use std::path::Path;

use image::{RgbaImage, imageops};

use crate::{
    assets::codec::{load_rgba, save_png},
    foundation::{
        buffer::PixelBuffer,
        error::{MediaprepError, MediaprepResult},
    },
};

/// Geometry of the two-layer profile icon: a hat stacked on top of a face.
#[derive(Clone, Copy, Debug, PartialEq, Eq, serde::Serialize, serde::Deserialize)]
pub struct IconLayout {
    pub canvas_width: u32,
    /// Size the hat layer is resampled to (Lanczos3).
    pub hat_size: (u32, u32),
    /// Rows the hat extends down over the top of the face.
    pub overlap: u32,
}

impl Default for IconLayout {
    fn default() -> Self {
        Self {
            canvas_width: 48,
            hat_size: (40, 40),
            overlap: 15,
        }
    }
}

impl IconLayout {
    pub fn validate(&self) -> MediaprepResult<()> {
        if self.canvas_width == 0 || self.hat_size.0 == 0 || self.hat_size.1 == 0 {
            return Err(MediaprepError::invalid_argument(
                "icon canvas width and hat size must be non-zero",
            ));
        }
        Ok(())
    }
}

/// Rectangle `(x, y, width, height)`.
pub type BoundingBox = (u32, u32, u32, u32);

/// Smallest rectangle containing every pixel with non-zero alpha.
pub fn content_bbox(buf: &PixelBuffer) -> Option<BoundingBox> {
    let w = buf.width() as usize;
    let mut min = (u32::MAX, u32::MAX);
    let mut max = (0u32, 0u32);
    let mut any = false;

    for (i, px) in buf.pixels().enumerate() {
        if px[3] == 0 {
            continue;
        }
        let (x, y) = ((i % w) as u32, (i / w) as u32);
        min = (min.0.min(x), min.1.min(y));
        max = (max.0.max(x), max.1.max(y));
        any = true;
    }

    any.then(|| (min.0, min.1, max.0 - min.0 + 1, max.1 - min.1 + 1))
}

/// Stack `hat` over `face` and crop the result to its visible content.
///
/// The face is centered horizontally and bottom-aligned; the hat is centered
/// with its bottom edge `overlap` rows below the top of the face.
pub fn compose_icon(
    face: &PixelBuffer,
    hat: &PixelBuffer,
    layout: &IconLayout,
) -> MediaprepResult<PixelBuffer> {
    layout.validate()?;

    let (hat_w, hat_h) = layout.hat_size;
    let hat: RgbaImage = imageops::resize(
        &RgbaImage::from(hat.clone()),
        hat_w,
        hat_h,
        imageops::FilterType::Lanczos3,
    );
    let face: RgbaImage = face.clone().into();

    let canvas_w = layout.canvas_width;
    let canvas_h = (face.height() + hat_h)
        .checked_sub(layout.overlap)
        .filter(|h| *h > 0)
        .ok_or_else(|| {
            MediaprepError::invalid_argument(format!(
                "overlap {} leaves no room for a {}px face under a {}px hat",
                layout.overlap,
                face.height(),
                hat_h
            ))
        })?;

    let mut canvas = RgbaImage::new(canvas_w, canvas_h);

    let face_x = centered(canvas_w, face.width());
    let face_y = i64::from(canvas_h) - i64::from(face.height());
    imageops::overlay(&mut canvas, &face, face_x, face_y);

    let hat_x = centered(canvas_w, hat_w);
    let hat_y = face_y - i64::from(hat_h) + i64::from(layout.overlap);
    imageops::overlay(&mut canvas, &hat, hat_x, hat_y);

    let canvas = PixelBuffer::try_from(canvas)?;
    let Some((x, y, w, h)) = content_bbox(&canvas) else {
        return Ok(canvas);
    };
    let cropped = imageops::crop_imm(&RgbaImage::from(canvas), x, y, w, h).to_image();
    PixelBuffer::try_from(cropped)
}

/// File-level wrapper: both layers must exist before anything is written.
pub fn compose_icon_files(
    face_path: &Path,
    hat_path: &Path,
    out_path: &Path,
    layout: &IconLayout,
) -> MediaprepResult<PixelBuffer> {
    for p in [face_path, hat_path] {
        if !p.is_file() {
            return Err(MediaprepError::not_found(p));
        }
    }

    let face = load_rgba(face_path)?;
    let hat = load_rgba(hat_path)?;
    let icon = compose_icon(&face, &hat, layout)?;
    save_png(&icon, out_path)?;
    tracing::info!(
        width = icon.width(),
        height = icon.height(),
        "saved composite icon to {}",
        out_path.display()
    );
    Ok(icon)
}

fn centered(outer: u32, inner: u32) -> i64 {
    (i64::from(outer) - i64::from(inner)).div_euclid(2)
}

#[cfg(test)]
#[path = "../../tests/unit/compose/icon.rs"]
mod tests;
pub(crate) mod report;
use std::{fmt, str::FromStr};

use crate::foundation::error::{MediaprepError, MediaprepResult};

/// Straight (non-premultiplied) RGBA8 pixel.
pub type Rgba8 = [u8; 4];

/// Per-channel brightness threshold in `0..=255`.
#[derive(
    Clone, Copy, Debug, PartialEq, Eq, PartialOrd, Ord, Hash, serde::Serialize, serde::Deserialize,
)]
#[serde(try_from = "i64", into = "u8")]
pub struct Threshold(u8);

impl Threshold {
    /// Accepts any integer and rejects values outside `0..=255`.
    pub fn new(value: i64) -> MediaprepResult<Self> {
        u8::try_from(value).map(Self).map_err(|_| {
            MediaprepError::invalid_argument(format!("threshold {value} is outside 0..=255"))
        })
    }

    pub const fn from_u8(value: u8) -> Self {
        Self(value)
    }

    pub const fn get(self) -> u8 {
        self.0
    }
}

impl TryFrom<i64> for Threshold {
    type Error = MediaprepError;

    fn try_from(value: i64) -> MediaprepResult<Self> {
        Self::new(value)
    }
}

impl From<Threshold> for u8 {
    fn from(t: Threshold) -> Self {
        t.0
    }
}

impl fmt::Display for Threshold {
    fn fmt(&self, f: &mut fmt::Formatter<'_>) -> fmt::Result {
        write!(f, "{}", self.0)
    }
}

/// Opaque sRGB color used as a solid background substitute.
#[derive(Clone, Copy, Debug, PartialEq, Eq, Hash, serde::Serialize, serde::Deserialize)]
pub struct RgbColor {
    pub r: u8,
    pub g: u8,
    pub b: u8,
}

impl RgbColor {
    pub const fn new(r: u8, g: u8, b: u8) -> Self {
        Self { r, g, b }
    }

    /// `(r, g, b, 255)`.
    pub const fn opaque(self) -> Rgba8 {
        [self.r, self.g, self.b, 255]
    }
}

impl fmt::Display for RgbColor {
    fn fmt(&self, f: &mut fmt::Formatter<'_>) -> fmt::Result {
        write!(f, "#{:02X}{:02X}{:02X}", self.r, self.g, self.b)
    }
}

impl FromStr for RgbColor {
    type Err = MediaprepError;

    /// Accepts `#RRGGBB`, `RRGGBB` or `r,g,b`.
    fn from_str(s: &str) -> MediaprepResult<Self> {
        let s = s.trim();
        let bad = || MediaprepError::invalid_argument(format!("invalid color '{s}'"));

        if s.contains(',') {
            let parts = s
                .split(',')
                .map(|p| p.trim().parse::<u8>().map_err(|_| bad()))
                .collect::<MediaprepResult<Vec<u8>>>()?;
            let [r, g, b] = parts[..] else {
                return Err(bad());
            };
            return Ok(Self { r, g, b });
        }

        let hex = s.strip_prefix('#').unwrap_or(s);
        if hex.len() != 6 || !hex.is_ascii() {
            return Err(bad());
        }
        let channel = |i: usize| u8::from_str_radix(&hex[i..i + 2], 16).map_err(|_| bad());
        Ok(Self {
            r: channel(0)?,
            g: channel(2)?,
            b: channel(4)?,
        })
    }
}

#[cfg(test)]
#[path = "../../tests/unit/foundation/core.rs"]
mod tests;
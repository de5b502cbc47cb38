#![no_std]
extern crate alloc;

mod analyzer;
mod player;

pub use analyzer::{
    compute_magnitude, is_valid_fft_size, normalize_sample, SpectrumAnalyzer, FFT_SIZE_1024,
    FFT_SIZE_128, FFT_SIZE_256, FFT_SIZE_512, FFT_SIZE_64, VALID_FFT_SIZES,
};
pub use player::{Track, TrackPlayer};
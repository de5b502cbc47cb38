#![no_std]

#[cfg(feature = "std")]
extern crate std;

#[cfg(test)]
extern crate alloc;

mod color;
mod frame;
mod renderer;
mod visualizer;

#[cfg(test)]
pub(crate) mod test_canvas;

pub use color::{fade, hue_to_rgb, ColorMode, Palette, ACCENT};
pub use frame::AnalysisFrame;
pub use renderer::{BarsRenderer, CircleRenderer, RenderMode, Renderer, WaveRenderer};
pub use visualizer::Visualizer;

──────────────────────────────

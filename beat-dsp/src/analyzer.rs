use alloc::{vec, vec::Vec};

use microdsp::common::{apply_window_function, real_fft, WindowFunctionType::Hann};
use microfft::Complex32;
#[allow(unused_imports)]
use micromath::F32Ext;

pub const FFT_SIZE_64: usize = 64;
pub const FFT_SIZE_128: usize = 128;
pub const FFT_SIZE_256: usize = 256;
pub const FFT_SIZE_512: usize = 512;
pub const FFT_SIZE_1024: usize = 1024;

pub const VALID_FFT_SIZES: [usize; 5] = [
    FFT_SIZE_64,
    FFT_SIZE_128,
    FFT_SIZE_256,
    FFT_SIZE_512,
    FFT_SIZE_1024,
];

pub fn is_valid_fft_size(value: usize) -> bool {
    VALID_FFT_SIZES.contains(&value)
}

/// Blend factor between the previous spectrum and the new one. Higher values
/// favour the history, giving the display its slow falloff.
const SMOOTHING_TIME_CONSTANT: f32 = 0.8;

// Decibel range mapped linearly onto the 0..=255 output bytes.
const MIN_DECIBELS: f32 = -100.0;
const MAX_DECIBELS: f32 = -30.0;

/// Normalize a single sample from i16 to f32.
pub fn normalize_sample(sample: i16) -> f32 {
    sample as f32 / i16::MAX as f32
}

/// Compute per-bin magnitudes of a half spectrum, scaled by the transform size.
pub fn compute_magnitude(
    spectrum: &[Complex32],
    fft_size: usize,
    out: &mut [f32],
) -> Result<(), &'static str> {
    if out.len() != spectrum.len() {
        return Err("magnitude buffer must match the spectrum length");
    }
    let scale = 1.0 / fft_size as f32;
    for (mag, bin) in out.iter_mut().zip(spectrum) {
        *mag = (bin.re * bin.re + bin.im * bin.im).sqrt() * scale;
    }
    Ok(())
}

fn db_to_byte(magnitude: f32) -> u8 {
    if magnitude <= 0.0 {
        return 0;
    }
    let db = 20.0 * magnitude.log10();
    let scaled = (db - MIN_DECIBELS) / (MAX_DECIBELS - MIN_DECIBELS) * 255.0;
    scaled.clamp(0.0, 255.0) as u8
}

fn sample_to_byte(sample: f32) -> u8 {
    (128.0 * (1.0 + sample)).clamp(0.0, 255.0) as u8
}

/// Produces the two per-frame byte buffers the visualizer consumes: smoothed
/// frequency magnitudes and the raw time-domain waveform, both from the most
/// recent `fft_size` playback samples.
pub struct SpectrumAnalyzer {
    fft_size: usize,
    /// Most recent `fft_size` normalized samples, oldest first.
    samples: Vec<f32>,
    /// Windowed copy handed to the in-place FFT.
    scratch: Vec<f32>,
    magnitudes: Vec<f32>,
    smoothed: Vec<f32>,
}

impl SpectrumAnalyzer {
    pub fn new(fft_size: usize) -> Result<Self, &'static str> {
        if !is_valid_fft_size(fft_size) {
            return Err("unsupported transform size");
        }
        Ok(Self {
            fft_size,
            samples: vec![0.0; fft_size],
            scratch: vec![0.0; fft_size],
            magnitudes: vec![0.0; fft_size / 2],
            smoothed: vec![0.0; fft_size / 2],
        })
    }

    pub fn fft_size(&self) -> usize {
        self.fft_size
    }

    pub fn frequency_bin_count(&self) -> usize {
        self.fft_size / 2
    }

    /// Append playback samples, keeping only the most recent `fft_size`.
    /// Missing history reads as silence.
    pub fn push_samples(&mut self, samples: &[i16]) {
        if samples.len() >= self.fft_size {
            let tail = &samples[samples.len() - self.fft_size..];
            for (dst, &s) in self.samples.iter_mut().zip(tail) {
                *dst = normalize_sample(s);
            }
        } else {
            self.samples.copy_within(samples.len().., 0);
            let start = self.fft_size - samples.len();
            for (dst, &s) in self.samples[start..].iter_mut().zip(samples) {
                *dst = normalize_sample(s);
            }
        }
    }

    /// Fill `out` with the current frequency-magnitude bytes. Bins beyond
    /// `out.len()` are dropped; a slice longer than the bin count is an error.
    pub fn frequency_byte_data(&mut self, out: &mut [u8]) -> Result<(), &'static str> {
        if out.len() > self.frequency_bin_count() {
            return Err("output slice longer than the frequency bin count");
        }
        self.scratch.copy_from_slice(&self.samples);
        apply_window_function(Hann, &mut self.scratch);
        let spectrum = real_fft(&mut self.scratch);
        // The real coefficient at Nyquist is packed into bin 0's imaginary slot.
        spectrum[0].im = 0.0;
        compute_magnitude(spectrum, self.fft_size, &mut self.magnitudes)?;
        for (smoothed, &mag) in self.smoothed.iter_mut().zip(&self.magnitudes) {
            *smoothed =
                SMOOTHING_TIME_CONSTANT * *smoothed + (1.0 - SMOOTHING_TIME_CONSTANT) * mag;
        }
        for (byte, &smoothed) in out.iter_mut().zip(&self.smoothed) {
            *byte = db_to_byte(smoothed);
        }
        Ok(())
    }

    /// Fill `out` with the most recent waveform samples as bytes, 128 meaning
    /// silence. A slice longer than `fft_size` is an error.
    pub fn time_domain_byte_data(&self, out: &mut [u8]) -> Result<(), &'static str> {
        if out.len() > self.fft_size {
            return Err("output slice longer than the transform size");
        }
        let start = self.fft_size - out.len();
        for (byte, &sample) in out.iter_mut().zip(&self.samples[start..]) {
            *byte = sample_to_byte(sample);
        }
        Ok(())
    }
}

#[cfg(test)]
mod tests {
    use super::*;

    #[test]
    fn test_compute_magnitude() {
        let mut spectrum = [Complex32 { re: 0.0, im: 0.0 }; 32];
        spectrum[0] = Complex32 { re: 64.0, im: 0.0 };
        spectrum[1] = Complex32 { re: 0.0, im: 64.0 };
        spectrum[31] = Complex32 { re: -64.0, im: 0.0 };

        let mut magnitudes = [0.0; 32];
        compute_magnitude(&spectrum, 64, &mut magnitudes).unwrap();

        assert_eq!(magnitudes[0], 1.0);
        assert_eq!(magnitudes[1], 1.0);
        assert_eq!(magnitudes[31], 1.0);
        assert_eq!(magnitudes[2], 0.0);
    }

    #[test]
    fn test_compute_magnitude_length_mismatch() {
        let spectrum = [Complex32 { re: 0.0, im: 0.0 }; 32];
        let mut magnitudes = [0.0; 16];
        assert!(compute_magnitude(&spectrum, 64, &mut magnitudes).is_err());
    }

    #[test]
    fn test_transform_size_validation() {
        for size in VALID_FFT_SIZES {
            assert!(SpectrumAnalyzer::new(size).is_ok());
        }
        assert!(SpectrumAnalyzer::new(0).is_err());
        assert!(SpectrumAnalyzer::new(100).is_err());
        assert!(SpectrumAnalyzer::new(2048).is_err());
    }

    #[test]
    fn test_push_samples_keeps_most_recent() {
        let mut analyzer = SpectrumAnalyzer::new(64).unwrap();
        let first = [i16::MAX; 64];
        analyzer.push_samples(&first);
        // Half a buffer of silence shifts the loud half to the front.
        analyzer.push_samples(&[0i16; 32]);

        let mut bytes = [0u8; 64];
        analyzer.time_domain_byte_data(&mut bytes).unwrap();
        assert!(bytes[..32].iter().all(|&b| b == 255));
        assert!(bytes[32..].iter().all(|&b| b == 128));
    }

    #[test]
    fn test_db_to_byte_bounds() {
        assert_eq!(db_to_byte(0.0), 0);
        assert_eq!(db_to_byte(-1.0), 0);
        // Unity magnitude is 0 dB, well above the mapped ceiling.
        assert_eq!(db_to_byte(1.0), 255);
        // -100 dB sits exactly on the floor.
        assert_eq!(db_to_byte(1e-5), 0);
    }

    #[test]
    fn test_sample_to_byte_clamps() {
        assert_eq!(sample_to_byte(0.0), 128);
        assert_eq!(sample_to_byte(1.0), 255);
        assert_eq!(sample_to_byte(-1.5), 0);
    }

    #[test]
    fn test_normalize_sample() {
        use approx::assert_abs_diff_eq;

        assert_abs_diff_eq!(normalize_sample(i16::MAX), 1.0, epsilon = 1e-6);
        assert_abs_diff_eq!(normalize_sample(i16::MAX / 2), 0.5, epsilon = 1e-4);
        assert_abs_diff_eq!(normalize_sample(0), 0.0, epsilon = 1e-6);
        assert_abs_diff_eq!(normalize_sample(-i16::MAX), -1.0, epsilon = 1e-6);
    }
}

──────────────────────────────

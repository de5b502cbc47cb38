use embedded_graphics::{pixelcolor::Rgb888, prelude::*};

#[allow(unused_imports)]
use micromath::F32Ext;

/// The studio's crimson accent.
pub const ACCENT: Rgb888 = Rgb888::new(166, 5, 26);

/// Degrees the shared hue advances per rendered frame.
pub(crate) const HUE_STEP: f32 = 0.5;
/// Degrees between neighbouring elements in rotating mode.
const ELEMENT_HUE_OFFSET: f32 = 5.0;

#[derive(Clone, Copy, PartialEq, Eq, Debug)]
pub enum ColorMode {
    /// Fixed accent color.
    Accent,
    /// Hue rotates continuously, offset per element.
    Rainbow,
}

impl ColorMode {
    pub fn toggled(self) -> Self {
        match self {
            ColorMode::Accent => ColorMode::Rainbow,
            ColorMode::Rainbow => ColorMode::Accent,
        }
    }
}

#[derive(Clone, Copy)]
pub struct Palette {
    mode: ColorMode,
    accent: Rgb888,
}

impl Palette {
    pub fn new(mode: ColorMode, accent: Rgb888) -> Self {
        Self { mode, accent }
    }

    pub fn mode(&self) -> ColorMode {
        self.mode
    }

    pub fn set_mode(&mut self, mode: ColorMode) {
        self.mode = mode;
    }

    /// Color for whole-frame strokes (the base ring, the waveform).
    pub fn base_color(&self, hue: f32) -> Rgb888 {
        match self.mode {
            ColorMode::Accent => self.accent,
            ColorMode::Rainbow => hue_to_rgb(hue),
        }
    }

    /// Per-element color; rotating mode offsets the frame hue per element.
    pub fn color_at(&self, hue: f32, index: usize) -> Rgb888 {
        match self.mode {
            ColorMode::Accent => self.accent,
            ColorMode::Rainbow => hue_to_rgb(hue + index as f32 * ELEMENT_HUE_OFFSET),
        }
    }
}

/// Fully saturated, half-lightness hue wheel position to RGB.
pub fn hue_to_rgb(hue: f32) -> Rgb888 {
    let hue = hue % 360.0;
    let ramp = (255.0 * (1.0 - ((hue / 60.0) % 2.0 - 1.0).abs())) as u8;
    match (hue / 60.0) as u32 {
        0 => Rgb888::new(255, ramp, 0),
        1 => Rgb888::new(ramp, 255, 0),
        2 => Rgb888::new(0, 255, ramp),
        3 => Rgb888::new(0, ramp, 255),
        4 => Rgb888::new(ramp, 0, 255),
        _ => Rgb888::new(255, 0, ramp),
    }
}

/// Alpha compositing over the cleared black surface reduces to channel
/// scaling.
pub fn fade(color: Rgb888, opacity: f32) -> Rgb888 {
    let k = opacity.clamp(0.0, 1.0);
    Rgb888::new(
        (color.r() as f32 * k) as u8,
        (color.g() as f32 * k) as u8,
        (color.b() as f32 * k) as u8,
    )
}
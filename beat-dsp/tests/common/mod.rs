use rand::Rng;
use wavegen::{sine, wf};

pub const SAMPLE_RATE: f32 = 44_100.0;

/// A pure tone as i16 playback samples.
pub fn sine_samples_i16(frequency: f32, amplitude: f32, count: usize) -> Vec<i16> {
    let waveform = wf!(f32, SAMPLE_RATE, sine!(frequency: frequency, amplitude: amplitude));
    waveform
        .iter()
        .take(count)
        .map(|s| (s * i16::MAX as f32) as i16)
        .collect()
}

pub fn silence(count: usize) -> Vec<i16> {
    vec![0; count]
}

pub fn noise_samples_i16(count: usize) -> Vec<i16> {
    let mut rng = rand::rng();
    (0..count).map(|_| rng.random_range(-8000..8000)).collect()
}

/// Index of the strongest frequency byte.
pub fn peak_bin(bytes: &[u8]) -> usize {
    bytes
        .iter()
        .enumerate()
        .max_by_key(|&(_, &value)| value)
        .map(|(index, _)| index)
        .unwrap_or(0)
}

──────────────────────────────

**Directions for this task**
Find each line above that contains "SpectrumAnalyzer", and copy those lines.

**Solution for this task**
    compute_magnitude, is_valid_fft_size, normalize_sample, SpectrumAnalyzer, FFT_SIZE_1024,
pub struct SpectrumAnalyzer {
impl SpectrumAnalyzer {
            assert!(SpectrumAnalyzer::new(size).is_ok());
        assert!(SpectrumAnalyzer::new(0).is_err());
        assert!(SpectrumAnalyzer::new(100).is_err());
        assert!(SpectrumAnalyzer::new(2048).is_err());
        let mut analyzer = SpectrumAnalyzer::new(64).unwrap();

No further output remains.